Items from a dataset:
________________________

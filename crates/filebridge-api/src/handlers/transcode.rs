use crate::error::{ErrorResponse, HttpAppError, ValidatedJson};
use crate::state::AppState;
use crate::utils::ids::parse_file_id;
use axum::{
    extract::{Path, State},
    Json,
};
use filebridge_core::models::{
    SourceEncoding, TextEncoding, TranscodeRequest, TranscodeResponse,
};
use std::sync::Arc;
use validator::Validate;

#[utoipa::path(
    post,
    path = "/api/v0/files/{id}/transcode",
    tag = "files",
    params(
        ("id" = String, Path, description = "File ID (UUID)")
    ),
    request_body = TranscodeRequest,
    responses(
        (status = 200, description = "File re-encoded", body = TranscodeResponse),
        (status = 400, description = "Unsupported encoding, binary file, or undecodable bytes", body = ErrorResponse),
        (status = 404, description = "File not found", body = ErrorResponse),
        (status = 422, description = "Strict transcode hit unrepresentable characters", body = ErrorResponse),
        (status = 503, description = "Too many transcodes in progress", body = ErrorResponse),
        (status = 507, description = "Result would exceed the storage limit", body = ErrorResponse)
    )
)]
#[tracing::instrument(skip(state, request), fields(file_id = %id, operation = "transcode_file"))]
pub async fn transcode_file(
    State(state): State<Arc<AppState>>,
    Path(id): Path<String>,
    ValidatedJson(request): ValidatedJson<TranscodeRequest>,
) -> Result<Json<TranscodeResponse>, HttpAppError> {
    let id = parse_file_id(&id)?;
    request.validate()?;
    let source: SourceEncoding = request.source_encoding.parse()?;
    let target: TextEncoding = request.target_encoding.parse()?;

    let _permit = state.gates.transcode()?;
    let outcome = state
        .registry
        .transcode(id, source, target, request.allow_lossy)
        .await?;

    Ok(Json(TranscodeResponse {
        file: outcome.record,
        replaced_characters: outcome.replaced,
    }))
}
//! File collection API integration tests.
//!
//! Run with: `cargo test -p filebridge-api --test files_test`

mod helpers;

use axum_test::multipart::{MultipartForm, Part};
use filebridge_core::models::FileRecord;
use helpers::{api_path, file_form, setup_test_app, setup_test_app_with, test_config};
use serde_json::{json, Value};

const CHINESE: &str = "会议纪要：明天九点开会。\n";

#[tokio::test]
async fn test_upload_and_list_oldest_first() {
    let app = setup_test_app();

    let first = app.upload("first.txt", b"first file\n").await;
    let second = app.upload("second.bin", &[0x89, b'P', b'N', b'G', 0, 0]).await;

    assert_eq!(first.name, "first.txt");
    assert!(first.is_text);
    assert_eq!(first.encoding, "UTF-8");
    assert_eq!(first.size_bytes, 11);
    assert!(!second.is_text);
    assert_eq!(second.encoding, "Unknown");

    let listed = app
        .client()
        .get(&api_path("/files"))
        .await
        .json::<Vec<FileRecord>>();
    assert_eq!(listed, vec![first, second]);
}

#[tokio::test]
async fn test_upload_name_field_overrides_file_name() {
    let app = setup_test_app();

    let form = MultipartForm::new()
        .add_part(
            "file",
            Part::bytes(b"hello".to_vec()).file_name("IMG_0001.txt"),
        )
        .add_text("name", "  greeting.txt ");
    let response = app.client().post(&api_path("/files")).multipart(form).await;

    assert_eq!(response.status_code(), 201);
    assert_eq!(response.json::<FileRecord>().name, "greeting.txt");
}

#[tokio::test]
async fn test_upload_without_file_is_rejected() {
    let app = setup_test_app();

    let form = MultipartForm::new().add_text("name", "nothing.txt");
    let response = app.client().post(&api_path("/files")).multipart(form).await;

    assert_eq!(response.status_code(), 400);
    assert_eq!(response.json::<Value>()["code"], "INVALID_ARGUMENT");
}

#[tokio::test]
async fn test_upload_over_size_limit_is_rejected() {
    let app = setup_test_app();
    let too_big = vec![b'a'; 64 * 1024 + 1];

    let response = app
        .client()
        .post(&api_path("/files"))
        .multipart(file_form("big.txt", &too_big))
        .await;

    assert_eq!(response.status_code(), 413);
    assert_eq!(response.json::<Value>()["code"], "PAYLOAD_TOO_LARGE");
    assert!(app.state.registry.list().is_empty());
}

#[tokio::test]
async fn test_file_limit_without_eviction() {
    let mut config = test_config();
    config.max_files = 1;
    config.evict_oldest = false;
    let app = setup_test_app_with(config);

    app.upload("kept.txt", b"kept").await;
    let response = app
        .client()
        .post(&api_path("/files"))
        .multipart(file_form("rejected.txt", b"rejected"))
        .await;

    assert_eq!(response.status_code(), 507);
    assert_eq!(app.state.registry.list().len(), 1);
}

#[tokio::test]
async fn test_file_limit_evicts_oldest() {
    let mut config = test_config();
    config.max_files = 2;
    let app = setup_test_app_with(config);

    app.upload("one.txt", b"one").await;
    let two = app.upload("two.txt", b"two").await;
    let three = app.upload("three.txt", b"three").await;

    let names: Vec<_> = app
        .state
        .registry
        .list()
        .into_iter()
        .map(|r| r.id)
        .collect();
    assert_eq!(names, vec![two.id, three.id]);
}

#[tokio::test]
async fn test_rename_file() {
    let app = setup_test_app();
    let record = app.upload("draft.txt", b"draft").await;

    let response = app
        .client()
        .patch(&api_path(&format!("/files/{}", record.id)))
        .json(&json!({ "name": "final.txt" }))
        .await;
    assert_eq!(response.status_code(), 200);
    let renamed = response.json::<FileRecord>();
    assert_eq!(renamed.name, "final.txt");
    assert_eq!(renamed.id, record.id);
    assert_eq!(renamed.size_bytes, record.size_bytes);

    let empty = app
        .client()
        .patch(&api_path(&format!("/files/{}", record.id)))
        .json(&json!({ "name": "" }))
        .await;
    assert_eq!(empty.status_code(), 400);

    let missing = app
        .client()
        .patch(&api_path(&format!("/files/{}", uuid::Uuid::new_v4())))
        .json(&json!({ "name": "ghost.txt" }))
        .await;
    assert_eq!(missing.status_code(), 404);
}

#[tokio::test]
async fn test_malformed_id_is_not_found() {
    let app = setup_test_app();

    let response = app
        .client()
        .delete(&api_path("/files/not-a-uuid"))
        .await;

    assert_eq!(response.status_code(), 404);
}

#[tokio::test]
async fn test_delete_file() {
    let app = setup_test_app();
    let record = app.upload("gone.txt", b"soon gone").await;

    let response = app
        .client()
        .delete(&api_path(&format!("/files/{}", record.id)))
        .await;
    assert_eq!(response.status_code(), 204);
    assert!(app.state.registry.list().is_empty());
    assert_eq!(app.state.registry.usage().total_bytes, 0);

    let again = app
        .client()
        .delete(&api_path(&format!("/files/{}", record.id)))
        .await;
    assert_eq!(again.status_code(), 404);
}

#[tokio::test]
async fn test_transcode_to_gb18030_and_download() {
    let app = setup_test_app();
    let record = app.upload("minutes.txt", CHINESE.as_bytes()).await;

    let response = app
        .client()
        .post(&api_path(&format!("/files/{}/transcode", record.id)))
        .json(&json!({ "target_encoding": "GB18030" }))
        .await;
    assert_eq!(response.status_code(), 200, "{}", response.text());
    let body = response.json::<Value>();
    assert_eq!(body["encoding"], "GB18030");
    assert_eq!(body["replaced_characters"], 0);
    assert_eq!(body["id"], record.id.to_string());

    let (expected, _, _) = encoding_rs::GB18030.encode(CHINESE);
    assert_eq!(body["size_bytes"], expected.len() as u64);

    let path = app.download_path(record.id).await;
    let download = app.client().get(&path).await;
    assert_eq!(download.status_code(), 200);
    assert_eq!(download.header("x-file-encoding"), "GB18030");
    assert_eq!(download.as_bytes().as_ref(), expected.as_ref());
}

#[tokio::test]
async fn test_strict_transcode_keeps_file_unchanged() {
    let app = setup_test_app();
    let record = app.upload("minutes.txt", CHINESE.as_bytes()).await;

    let response = app
        .client()
        .post(&api_path(&format!("/files/{}/transcode", record.id)))
        .json(&json!({
            "source_encoding": "UTF-8",
            "target_encoding": "Windows-1252",
            "allow_lossy": false
        }))
        .await;
    assert_eq!(response.status_code(), 422);
    assert_eq!(response.json::<Value>()["code"], "UNREPRESENTABLE");

    assert_eq!(app.state.registry.get(record.id).unwrap(), record);
}

#[tokio::test]
async fn test_lossy_transcode_reports_replacements() {
    let app = setup_test_app();
    let record = app.upload("menu.txt", "café 你好\n".as_bytes()).await;

    let response = app
        .client()
        .post(&api_path(&format!("/files/{}/transcode", record.id)))
        .json(&json!({ "target_encoding": "windows-1252" }))
        .await;
    assert_eq!(response.status_code(), 200);
    let body = response.json::<Value>();
    assert_eq!(body["encoding"], "Windows-1252");
    assert_eq!(body["replaced_characters"], 2);

    let path = app.download_path(record.id).await;
    let download = app.client().get(&path).await;
    assert_eq!(download.as_bytes().as_ref(), b"caf\xe9 ??\n");
}

#[tokio::test]
async fn test_transcode_rejects_binary_and_unknown_encodings() {
    let app = setup_test_app();
    let binary = app.upload("blob.bin", &[0, 1, 2, 3, 0xFF]).await;
    let text = app.upload("plain.txt", b"plain text").await;

    let response = app
        .client()
        .post(&api_path(&format!("/files/{}/transcode", binary.id)))
        .json(&json!({ "target_encoding": "UTF-8" }))
        .await;
    assert_eq!(response.status_code(), 400);
    assert_eq!(response.json::<Value>()["code"], "NOT_TEXT");

    let response = app
        .client()
        .post(&api_path(&format!("/files/{}/transcode", text.id)))
        .json(&json!({ "target_encoding": "EBCDIC" }))
        .await;
    assert_eq!(response.status_code(), 400);
    assert_eq!(response.json::<Value>()["code"], "UNSUPPORTED_ENCODING");
}

#[tokio::test]
async fn test_list_encodings() {
    let app = setup_test_app();

    let body = app
        .client()
        .get(&api_path("/encodings"))
        .await
        .json::<Value>();

    assert_eq!(body["source_encodings"][0], "auto");
    let targets: Vec<&str> = body["target_encodings"]
        .as_array()
        .unwrap()
        .iter()
        .map(|v| v.as_str().unwrap())
        .collect();
    assert_eq!(
        targets,
        ["UTF-8", "GB18030", "GBK", "Big5", "Windows-1252", "ISO-8859-1"]
    );
}

#[tokio::test]
async fn test_health_reports_usage() {
    let app = setup_test_app();
    app.upload("a.txt", b"abc").await;

    let response = app.client().get("/health").await;
    assert_eq!(response.status_code(), 200);
    let body = response.json::<Value>();
    assert_eq!(body["status"], "healthy");
    assert_eq!(body["storage"], "healthy");
    assert_eq!(body["files"], 1);
    assert_eq!(body["total_bytes"], 3);

    let live = app.client().get("/health/live").await;
    assert_eq!(live.json::<Value>()["status"], "alive");
}

#[tokio::test]
async fn test_openapi_document_is_served() {
    let app = setup_test_app();

    let response = app.client().get("/api/openapi.json").await;
    assert_eq!(response.status_code(), 200);
    let body = response.json::<Value>();
    assert!(body["paths"]["/api/v0/files"].is_object());
}
//! Arithmetic-law properties checked against a reference big-integer
//! implementation.

use agnentro_biguint::{logplex_read, logplex_write, BitReader, BitWriter, Biguint};
use num_bigint::BigUint as RefUint;
use proptest::prelude::*;

fn to_ref(v: &Biguint) -> RefUint {
    RefUint::parse_bytes(v.to_decimal().as_bytes(), 10).unwrap()
}

fn from_limbs(limbs: &[u64]) -> (Biguint, RefUint) {
    let ours = Biguint::from_le_words(limbs);
    (ours.clone(), to_ref(&ours))
}

fn limbs() -> impl Strategy<Value = Vec<u64>> {
    prop::collection::vec(any::<u64>(), 1..6)
}

proptest! {
    #[test]
    fn prop_add_commutes_and_matches_reference(a in limbs(), b in limbs()) {
        let (ba, ra) = from_limbs(&a);
        let (bb, rb) = from_limbs(&b);
        let mut ab = ba.clone();
        ab.add_assign(&bb);
        let mut ba2 = bb.clone();
        ba2.add_assign(&ba);
        prop_assert_eq!(&ab, &ba2);
        prop_assert_eq!(to_ref(&ab), ra + rb);
    }

    #[test]
    fn prop_mul_associates_and_matches_reference(a in limbs(), b in limbs(), c in limbs()) {
        let (ba, ra) = from_limbs(&a);
        let (bb, rb) = from_limbs(&b);
        let (bc, rc) = from_limbs(&c);
        let left = ba.mul(&bb).mul(&bc);
        let right = ba.mul(&bb.mul(&bc));
        prop_assert_eq!(&left, &right);
        prop_assert_eq!(to_ref(&left), ra * rb * rc);
    }

    #[test]
    fn prop_sub_inverts_add(a in limbs(), b in limbs()) {
        let (ba, _) = from_limbs(&a);
        let (bb, _) = from_limbs(&b);
        let mut sum = ba.clone();
        sum.add_assign(&bb);
        sum.sub_assign(&bb).unwrap();
        prop_assert_eq!(sum, ba);
    }

    #[test]
    fn prop_divmod_identity(n in limbs(), d in limbs()) {
        let (bn, rn) = from_limbs(&n);
        let (bd, rd) = from_limbs(&d);
        prop_assume!(!bd.is_zero());
        let (q, r) = bn.divrem(&bd).unwrap();
        prop_assert!(r < bd);
        let mut back = q.mul(&bd);
        back.add_assign(&r);
        prop_assert_eq!(back, bn);
        prop_assert_eq!(to_ref(&q), &rn / &rd);
        prop_assert_eq!(to_ref(&r), rn % rd);
    }

    #[test]
    fn prop_scalar_div_agrees_with_wide_div(n in limbs(), d in 1u64..) {
        let (bn, _) = from_limbs(&n);
        let (q1, r1) = bn.divrem_u64(d).unwrap();
        let (q2, r2) = bn.divrem(&Biguint::from_u64(d)).unwrap();
        prop_assert_eq!(q1, q2);
        prop_assert_eq!(Biguint::from_u64(r1), r2);
    }

    #[test]
    fn prop_shl_then_shr_is_identity(v in limbs(), s in 0u64..500) {
        let (bv, rv) = from_limbs(&v);
        let shifted = bv.shl_bits(s);
        prop_assert_eq!(to_ref(&shifted), rv << s as usize);
        prop_assert_eq!(shifted.shr_bits(s), bv);
    }

    #[test]
    fn prop_shifted_scalar_add_matches_composed_ops(
        v in limbs(),
        x in any::<u64>(),
        s in 0u64..200,
    ) {
        let (bv, _) = from_limbs(&v);
        let mut fast = bv.clone();
        fast.add_assign_u64_shifted(x, s);
        let mut slow = Biguint::from_u64(x);
        slow.shl_assign_bits(s);
        slow.add_assign(&bv);
        prop_assert_eq!(&fast, &slow);
        fast.sub_assign_u64_shifted(x, s).unwrap();
        prop_assert_eq!(fast, bv);
    }

    #[test]
    fn prop_pochhammer_matches_reference(base in 1u64..10_000, count in 0u64..200) {
        let ours = Biguint::pochhammer(base, count).unwrap();
        let mut reference = RefUint::from(1u64);
        for i in 0..count {
            reference *= RefUint::from(base + i);
        }
        prop_assert_eq!(to_ref(&ours), reference);
    }

    #[test]
    fn prop_decimal_parse_matches_reference(v in limbs()) {
        let (bv, rv) = from_limbs(&v);
        prop_assert_eq!(bv.to_decimal(), rv.to_str_radix(10));
        prop_assert_eq!(Biguint::from_decimal(&rv.to_str_radix(10)).unwrap(), bv.clone());
        prop_assert_eq!(bv.to_hex(), rv.to_str_radix(16));
    }

    #[test]
    fn prop_bit_len_matches_reference(v in limbs()) {
        let (bv, rv) = from_limbs(&v);
        prop_assert_eq!(bv.bit_len(), rv.bits());
    }

    #[test]
    fn prop_logplex_roundtrip(v in limbs()) {
        let (bv, _) = from_limbs(&v);
        let mut w = BitWriter::new();
        logplex_write(&mut w, &bv);
        let bytes = w.into_bytes();
        let mut r = BitReader::new(&bytes);
        prop_assert_eq!(logplex_read(&mut r).unwrap(), bv);
    }

    #[test]
    fn prop_export_import_roundtrip(v in limbs(), offset in 0u64..64) {
        let (bv, _) = from_limbs(&v);
        let count = bv.bit_len().max(1);
        let mut buf = vec![0u8; ((offset + count + 7) / 8) as usize];
        bv.export_bits(&mut buf, offset, count).unwrap();
        prop_assert_eq!(Biguint::import_bits(&buf, offset, count).unwrap(), bv);
    }
}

________________________

**The task**
Lines above with "healthy" in them are the ones to copy.

**Exercise solution**
    assert_eq!(body["status"], "healthy");
    assert_eq!(body["storage"], "healthy");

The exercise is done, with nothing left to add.